Eventually, through research and experience, we learned that the bigger issue was how it spread through the air – first through droplets, and then even more freely than that. Remember when they told us that masks were not necessary, or later when a homemade cloth mask would do? Remember when two vaccine doses were expected to be sufficient?

Even now, we know only in part. It’s not because anyone is lying to us or trying to trick us. It’s just because we’re all still learning. You see, it’s not just me or just you that doesn’t have all the knowledge yet. Even if you put us all together with everything we’ve all learned, we would still have some gaps. As Paul said, “For now we see in a mirror, dimly, but then we will see face to face.”
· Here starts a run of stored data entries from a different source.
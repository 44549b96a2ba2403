//! GDPR recordkeeping assessments.

pub mod lia;
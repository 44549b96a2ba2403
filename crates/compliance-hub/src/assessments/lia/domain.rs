use std::fmt;

use serde::{Deserialize, Serialize};

use super::error::LiaError;

/// Questionnaire select with a closed set of wire values.
pub trait ClosedOption: Copy + Sized + 'static {
    /// Wire name of the questionnaire field that carries this option.
    const FIELD: &'static str;

    fn options() -> &'static [Self];

    fn as_str(self) -> &'static str;

    /// Parse a wire value, naming the field when it is outside the set.
    /// Matching is exact; surrounding whitespace is not stripped.
    fn parse(raw: &str) -> Result<Self, LiaError> {
        Self::options()
            .iter()
            .copied()
            .find(|option| option.as_str() == raw)
            .ok_or_else(|| LiaError::InvalidInput {
                field: Self::FIELD,
                value: raw.to_string(),
            })
    }
}

/// Legal basis that could be used instead of legitimate interest.
#[derive(Debug, Clone, Copy, PartialEq, Eq, Hash, Serialize, Deserialize)]
#[serde(rename_all = "kebab-case")]
pub enum AlternativeLegalBasis {
    None,
    Consent,
    Contract,
    LegalObligation,
    VitalInterest,
    PublicInterest,
}

impl ClosedOption for AlternativeLegalBasis {
    const FIELD: &'static str = "alternativeLegalBasis";

    fn options() -> &'static [Self] {
        &[
            Self::None,
            Self::Consent,
            Self::Contract,
            Self::LegalObligation,
            Self::VitalInterest,
            Self::PublicInterest,
        ]
    }

    fn as_str(self) -> &'static str {
        match self {
            Self::None => "none",
            Self::Consent => "consent",
            Self::Contract => "contract",
            Self::LegalObligation => "legal-obligation",
            Self::VitalInterest => "vital-interest",
            Self::PublicInterest => "public-interest",
        }
    }
}

/// How important the processing is to the organisation.
#[derive(Debug, Clone, Copy, PartialEq, Eq, Hash, Serialize, Deserialize)]
#[serde(rename_all = "kebab-case")]
pub enum Importance {
    NoImpact,
    Benefit,
    VeryImportant,
    BusinessCritical,
}

impl ClosedOption for Importance {
    const FIELD: &'static str = "importance";

    fn options() -> &'static [Self] {
        &[
            Self::NoImpact,
            Self::Benefit,
            Self::VeryImportant,
            Self::BusinessCritical,
        ]
    }

    fn as_str(self) -> &'static str {
        match self {
            Self::NoImpact => "no-impact",
            Self::Benefit => "benefit",
            Self::VeryImportant => "very-important",
            Self::BusinessCritical => "business-critical",
        }
    }
}

/// Relationship between the organisation and the data subject.
#[derive(Debug, Clone, Copy, PartialEq, Eq, Hash, Serialize, Deserialize)]
#[serde(rename_all = "kebab-case")]
pub enum Relationship {
    EmployeeFreelancer,
    Supplier,
    ExistingClientNatural,
    ExistingClientLegal,
    FormerClient,
    PotentialClient,
    Others,
}

impl ClosedOption for Relationship {
    const FIELD: &'static str = "relationship";

    fn options() -> &'static [Self] {
        &[
            Self::EmployeeFreelancer,
            Self::Supplier,
            Self::ExistingClientNatural,
            Self::ExistingClientLegal,
            Self::FormerClient,
            Self::PotentialClient,
            Self::Others,
        ]
    }

    fn as_str(self) -> &'static str {
        match self {
            Self::EmployeeFreelancer => "employee-freelancer",
            Self::Supplier => "supplier",
            Self::ExistingClientNatural => "existing-client-natural",
            Self::ExistingClientLegal => "existing-client-legal",
            Self::FormerClient => "former-client",
            Self::PotentialClient => "potential-client",
            Self::Others => "others",
        }
    }
}

/// How often the organisation interacts with the data subject.
#[derive(Debug, Clone, Copy, PartialEq, Eq, Hash, Serialize, Deserialize)]
#[serde(rename_all = "kebab-case")]
pub enum InteractionFrequency {
    Daily,
    Weekly,
    Monthly,
    SeveralTimesYear,
    OnceYear,
    LessThanOnceYear,
}

impl ClosedOption for InteractionFrequency {
    const FIELD: &'static str = "interactionFrequency";

    fn options() -> &'static [Self] {
        &[
            Self::Daily,
            Self::Weekly,
            Self::Monthly,
            Self::SeveralTimesYear,
            Self::OnceYear,
            Self::LessThanOnceYear,
        ]
    }

    fn as_str(self) -> &'static str {
        match self {
            Self::Daily => "daily",
            Self::Weekly => "weekly",
            Self::Monthly => "monthly",
            Self::SeveralTimesYear => "several-times-year",
            Self::OnceYear => "once-year",
            Self::LessThanOnceYear => "less-than-once-year",
        }
    }
}

/// Where the personal data comes from.
#[derive(Debug, Clone, Copy, PartialEq, Eq, Hash, Serialize, Deserialize)]
#[serde(rename_all = "kebab-case")]
pub enum DataObtainment {
    Directly,
    Indirectly,
    Mix,
}

impl ClosedOption for DataObtainment {
    const FIELD: &'static str = "dataObtainment";

    fn options() -> &'static [Self] {
        &[Self::Directly, Self::Indirectly, Self::Mix]
    }

    fn as_str(self) -> &'static str {
        match self {
            Self::Directly => "directly",
            Self::Indirectly => "indirectly",
            Self::Mix => "mix",
        }
    }
}

/// Which party holds the power in the relationship.
#[derive(Debug, Clone, Copy, PartialEq, Eq, Hash, Serialize, Deserialize)]
#[serde(rename_all = "kebab-case")]
pub enum DecisionPower {
    Organisation,
    DataSubject,
    Balanced,
}

impl ClosedOption for DecisionPower {
    const FIELD: &'static str = "decisionPower";

    fn options() -> &'static [Self] {
        &[Self::Organisation, Self::DataSubject, Self::Balanced]
    }

    fn as_str(self) -> &'static str {
        match self {
            Self::Organisation => "organisation",
            Self::DataSubject => "data-subject",
            Self::Balanced => "balanced",
        }
    }
}

/// When the data subject is told about the processing.
#[derive(Debug, Clone, Copy, PartialEq, Eq, Hash, Serialize, Deserialize)]
#[serde(rename_all = "kebab-case")]
pub enum InformedTiming {
    LongBefore,
    RightBefore,
    During,
    After,
    PrivacyPolicy,
    No,
}

impl ClosedOption for InformedTiming {
    const FIELD: &'static str = "informedTiming";

    fn options() -> &'static [Self] {
        &[
            Self::LongBefore,
            Self::RightBefore,
            Self::During,
            Self::After,
            Self::PrivacyPolicy,
            Self::No,
        ]
    }

    fn as_str(self) -> &'static str {
        match self {
            Self::LongBefore => "long-before",
            Self::RightBefore => "right-before",
            Self::During => "during",
            Self::After => "after",
            Self::PrivacyPolicy => "privacy-policy",
            Self::No => "no",
        }
    }
}

macro_rules! display_as_wire_value {
    ($($ty:ty),+ $(,)?) => {
        $(
            impl fmt::Display for $ty {
                fn fmt(&self, f: &mut fmt::Formatter<'_>) -> fmt::Result {
                    f.write_str(self.as_str())
                }
            }
        )+
    };
}

display_as_wire_value!(
    AlternativeLegalBasis,
    Importance,
    Relationship,
    InteractionFrequency,
    DataObtainment,
    DecisionPower,
    InformedTiming,
);

/// Completed questionnaire handed to the scoring engine.
#[derive(Debug, Clone, Copy, PartialEq, Eq, Hash, Serialize, Deserialize)]
#[serde(rename_all = "camelCase")]
pub struct LiaInput {
    pub alternative_legal_basis: AlternativeLegalBasis,
    pub legal_exception: bool,
    pub necessary_for_organization: bool,
    pub importance: Importance,
    pub necessary_for_third_party: bool,
    pub relationship: Relationship,
    pub interaction_frequency: InteractionFrequency,
    pub data_obtainment: DataObtainment,
    pub decision_power: DecisionPower,
    pub informed_timing: InformedTiming,
    pub right_to_object: bool,
    #[serde(flatten)]
    pub balance: BalanceAnswers,
}

/// Yes/no answers from the balance-of-interests step.
#[derive(Debug, Clone, Copy, Default, PartialEq, Eq, Hash, Serialize, Deserialize)]
#[serde(rename_all = "camelCase", default)]
pub struct BalanceAnswers {
    pub data_subject_expectation: bool,
    pub processing_expectation: bool,
    pub added_value: bool,
    pub negative_impact: bool,
    pub unwarranted_harm: bool,
    pub prejudice_to_controller: bool,
    pub prejudice_to_third_party: bool,
    pub data_subject_interest: bool,
    /// Collected for the record; carries no scoring weight.
    pub intrusive_processing: bool,
}

/// Questionnaire answers as they arrive over the wire.
///
/// Selects are plain strings so that out-of-domain values can be reported
/// against the field that carried them.
#[derive(Debug, Clone, Default, PartialEq, Eq, Serialize, Deserialize)]
#[serde(rename_all = "camelCase", default)]
pub struct LiaAnswers {
    pub alternative_legal_basis: String,
    pub legal_exception: bool,
    pub necessary_for_organization: bool,
    pub importance: String,
    pub necessary_for_third_party: bool,
    pub relationship: String,
    pub interaction_frequency: String,
    pub data_obtainment: String,
    pub decision_power: String,
    pub informed_timing: String,
    pub right_to_object: bool,
    #[serde(flatten)]
    pub balance: BalanceAnswers,
}

impl LiaAnswers {
    /// Validate every select, failing on the first field outside its set.
    pub fn parse(&self) -> Result<LiaInput, LiaError> {
        Ok(LiaInput {
            alternative_legal_basis: AlternativeLegalBasis::parse(&self.alternative_legal_basis)?,
            legal_exception: self.legal_exception,
            necessary_for_organization: self.necessary_for_organization,
            importance: Importance::parse(&self.importance)?,
            necessary_for_third_party: self.necessary_for_third_party,
            relationship: Relationship::parse(&self.relationship)?,
            interaction_frequency: InteractionFrequency::parse(&self.interaction_frequency)?,
            data_obtainment: DataObtainment::parse(&self.data_obtainment)?,
            decision_power: DecisionPower::parse(&self.decision_power)?,
            informed_timing: InformedTiming::parse(&self.informed_timing)?,
            right_to_object: self.right_to_object,
            balance: self.balance,
        })
    }
}

impl From<&LiaInput> for LiaAnswers {
    fn from(input: &LiaInput) -> Self {
        Self {
            alternative_legal_basis: input.alternative_legal_basis.as_str().to_string(),
            legal_exception: input.legal_exception,
            necessary_for_organization: input.necessary_for_organization,
            importance: input.importance.as_str().to_string(),
            necessary_for_third_party: input.necessary_for_third_party,
            relationship: input.relationship.as_str().to_string(),
            interaction_frequency: input.interaction_frequency.as_str().to_string(),
            data_obtainment: input.data_obtainment.as_str().to_string(),
            decision_power: input.decision_power.as_str().to_string(),
            informed_timing: input.informed_timing.as_str().to_string(),
            right_to_object: input.right_to_object,
            balance: input.balance,
        }
    }
}

#[cfg(test)]
mod tests {
    use super::*;

    #[test]
    fn parse_accepts_every_wire_value() {
        for option in Relationship::options() {
            assert_eq!(Relationship::parse(option.as_str()), Ok(*option));
        }
        for option in InformedTiming::options() {
            assert_eq!(InformedTiming::parse(option.as_str()), Ok(*option));
        }
        assert_eq!(
            InteractionFrequency::parse("less-than-once-year"),
            Ok(InteractionFrequency::LessThanOnceYear)
        );
    }

    #[test]
    fn parse_rejects_padded_values() {
        assert_eq!(
            AlternativeLegalBasis::parse(" consent "),
            Err(LiaError::InvalidInput {
                field: "alternativeLegalBasis",
                value: " consent ".to_string(),
            })
        );
        assert!(Importance::parse("Benefit").is_err());
    }

    #[test]
    fn parse_names_the_offending_field() {
        let err = Importance::parse("mission-critical").expect_err("unknown importance");
        assert_eq!(
            err,
            LiaError::InvalidInput {
                field: "importance",
                value: "mission-critical".to_string(),
            }
        );
    }

    #[test]
    fn serde_and_wire_values_agree() {
        for option in AlternativeLegalBasis::options() {
            let encoded = serde_json::to_value(option).expect("serializes");
            assert_eq!(encoded, serde_json::Value::String(option.to_string()));
        }
        for option in DecisionPower::options() {
            let encoded = serde_json::to_value(option).expect("serializes");
            assert_eq!(encoded, serde_json::Value::String(option.to_string()));
        }
    }

    #[test]
    fn empty_select_is_reported_as_invalid() {
        let answers = LiaAnswers {
            alternative_legal_basis: "none".to_string(),
            importance: "benefit".to_string(),
            ..LiaAnswers::default()
        };

        let err = answers.parse().expect_err("relationship missing");
        assert_eq!(err.field(), Some("relationship"));
    }
}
The Apostle is probably talking about knowing or understanding God or the meaning of life, as opposed to best practices for avoiding Covid infection or how to rid the world of this terrible virus. But I appreciate the hopefulness of Paul’s statement. We don’t understand everything. We don’t know everything. Our seemingly sure conclusions of the past may be proved wrong or incomplete one day. But in the end, love will endure. It’s the only thing that is eternal.

And it makes me wonder… when we look back on these years of pandemic, when we finally get through it, will we be able to describe LOVE as something that guided and undergirded our struggle together through this time?

I have to admit that I don’t FEEL a lot of love towards the folks who formed a convoy of trucks and descended on Ottawa to protest vaccine mandates and demand their personal freedoms. It made me afraid for my friends and family in that city, especially with fringe leaders in the protest suggesting a Canadian version of the U.S.’s January 6th insurrection last year, and the personal threats against politicians and other leaders.

I think what’s happening is that people across the country are getting so tired and frustrated with the pandemic that their anger is flaring up. Unfortunately, it’s not being aimed at the virus itself and directed into logical actions to fight and overcome the pandemic. But instead, a mob mentality is taking over, and the anger is being aimed at the authorities that are desperately trying to get us through this thing with vaccinations and restrictions intended to stop the spread.

And it creates a challenge for us as people of faith who are frustrated and angry too – to try to be patient and kind, to be determined not to let ourselves become arrogant or rude towards those who cannot seem to understand how this virus spreads and how dangerous it is to our vulnerable populations. And it is a challenge for us to keep in mind that we also do not know everything, and we won’t until that glorious day when we see God face-to-face.

In the meantime, we have to open our eyes and our hearts to recognize and participate in the LOVE that is all around us – the love of God that is being expressed and lived out every day through our weary health care workers, through so many people making sacrifices to keep others safe, through vaccines being administered and shared around the world, through families, and neighbours, and teachers, and front-line workers, and YES, truckers too, doing everything they can to keep good things going and caring for one another despite the challenges of these days.

We know only in part. But let us keep learning from one another. We become frustrated and angry sometimes too. But let us be determined, with God’s help, to love one another above all. Because Paul is right: “faith, hope, and love abide.”

Love is here. It hasn’t disappeared. It’s the thing that never ends, by God’s grace. “Faith, hope, and love abide, these three; and the greatest of these is love.”